WildTableBench: Benchmarking Multimodal Foundation Models on Table Understanding In the Wild
Junzhe Huang, Xiaoxiao Sun, Yan Yang, Yuxuan Hou, Ruotian Zhang, Sirui Li, Hehe Fan, Serena Yeung-Levy, Xin Yu

TL;DR
WildTableBench is a new benchmark for evaluating multimodal models on real-world table images, highlighting current limitations in structural perception and reasoning.
Contribution
Introduces WildTableBench, the first question-answering benchmark for natural table images, with extensive data and evaluation of state-of-the-art models.
Findings
Only one model exceeds 50% accuracy on the benchmark.
All other models range from 4.1% to 49.9% accuracy.
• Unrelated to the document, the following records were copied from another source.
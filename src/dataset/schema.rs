use std::fmt;

/// Physical storage type of a dataset column.
#[derive(Debug, Clone, Copy, PartialEq, Eq)]
pub enum ColumnType {
    Int64,
    Float64,
    Str,
}

/// The fields of a salary record, in storage order.
#[derive(Debug, Clone, Copy, PartialEq, Eq, Hash, PartialOrd, Ord)]
pub enum Field {
    WorkYear,
    ExperienceLevel,
    EmploymentType,
    JobTitle,
    SalaryInUsd,
    RemoteRatio,
    CompanySize,
    EmployeeCountry,
}

impl Field {
    pub const ALL: [Field; 8] = [
        Field::WorkYear,
        Field::ExperienceLevel,
        Field::EmploymentType,
        Field::JobTitle,
        Field::SalaryInUsd,
        Field::RemoteRatio,
        Field::CompanySize,
        Field::EmployeeCountry,
    ];

    /// Header name of the field in the CSV file.
    pub const fn column_name(self) -> &'static str {
        match self {
            Field::WorkYear => "work_year",
            Field::ExperienceLevel => "experience_level",
            Field::EmploymentType => "employment_type",
            Field::JobTitle => "job_title",
            Field::SalaryInUsd => "salary_in_usd",
            Field::RemoteRatio => "remote_ratio",
            Field::CompanySize => "company_size",
            Field::EmployeeCountry => "employee_country",
        }
    }

    pub const fn column_type(self) -> ColumnType {
        match self {
            Field::WorkYear => ColumnType::Int64,
            Field::SalaryInUsd => ColumnType::Float64,
            _ => ColumnType::Str,
        }
    }

    /// `employment_type` is never read by the engines, so files without it still load.
    pub const fn is_required(self) -> bool {
        !matches!(self, Field::EmploymentType)
    }

    pub const fn index(self) -> usize {
        self as usize
    }

    pub fn from_column_name(name: &str) -> Option<Field> {
        Field::ALL.into_iter().find(|f| f.column_name() == name)
    }
}

impl fmt::Display for Field {
    fn fmt(&self, f: &mut fmt::Formatter<'_>) -> fmt::Result {
        f.write_str(self.column_name())
    }
}

/// Where each known field sits in the header row of a particular file.
#[derive(Debug, Clone, PartialEq, Eq)]
pub struct HeaderLayout {
    /// Position of each [`Field`] in the header, indexed by [`Field::index`].
    positions: [Option<usize>; 8],
    /// Number of fields every data row must have.
    width: usize,
}

impl HeaderLayout {
    /// Maps header names to fields. Unknown columns are ignored; the first
    /// occurrence wins when a name repeats.
    pub fn resolve(headers: &[String]) -> Result<Self, Field> {
        let mut positions = [None; 8];
        for (pos, name) in headers.iter().enumerate() {
            if let Some(field) = Field::from_column_name(name.trim()) {
                positions[field.index()].get_or_insert(pos);
            }
        }

        if let Some(missing) = Field::ALL
            .into_iter()
            .find(|f| f.is_required() && positions[f.index()].is_none())
        {
            return Err(missing);
        }

        Ok(HeaderLayout {
            positions,
            width: headers.len(),
        })
    }

    pub fn position(&self, field: Field) -> Option<usize> {
        self.positions[field.index()]
    }

    pub fn width(&self) -> usize {
        self.width
    }
}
Models show persistent weaknesses in structural perception and reasoning.
Abstract
Using multimodal foundation models to analyze table images is a high-value yet challenging application in consumer and enterprise scenarios. Despite its importance, current evaluations rely largely on structured-text tables or clean rendered images, leaving the visual complexity of in-the-wild table images underexplored. Such images feature varied layouts and diverse domains that demand sophisticated structural perception and numerical reasoning. To bridge this gap, we introduce WildTableBench, the first question-answering benchmark for naturally occurring table images from real-world settings. WildTableBench comprises 402 high-information-density table images collected from online forums and websites across diverse domains, together with 928 manually annotated and verified questions spanning 17 subtypes across five categories. We evaluate 21 frontier proprietary and open-source…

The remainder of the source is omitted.